* RECORDS TO PROCESS
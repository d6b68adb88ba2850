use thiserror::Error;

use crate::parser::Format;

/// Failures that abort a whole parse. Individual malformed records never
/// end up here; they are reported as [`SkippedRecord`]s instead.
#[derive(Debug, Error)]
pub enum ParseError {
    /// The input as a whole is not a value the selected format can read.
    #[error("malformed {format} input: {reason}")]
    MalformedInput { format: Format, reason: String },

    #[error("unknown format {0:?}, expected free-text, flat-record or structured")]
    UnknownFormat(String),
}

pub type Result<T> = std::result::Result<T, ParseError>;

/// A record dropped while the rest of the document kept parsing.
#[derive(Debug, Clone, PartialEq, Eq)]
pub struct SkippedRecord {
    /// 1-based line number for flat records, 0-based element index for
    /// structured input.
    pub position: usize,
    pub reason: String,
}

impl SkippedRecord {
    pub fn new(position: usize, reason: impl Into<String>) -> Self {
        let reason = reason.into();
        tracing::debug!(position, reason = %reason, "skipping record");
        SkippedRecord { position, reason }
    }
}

* EXERCISE DESCRIPTION
Set down exactly the line that holds "let reason = reason.into();" and all lines after it to the end of the data.

* ANSWER FOR THIS EXERCISE
        let reason = reason.into();
        tracing::debug!(position, reason = %reason, "skipping record");
        SkippedRecord { position, reason }
    }
}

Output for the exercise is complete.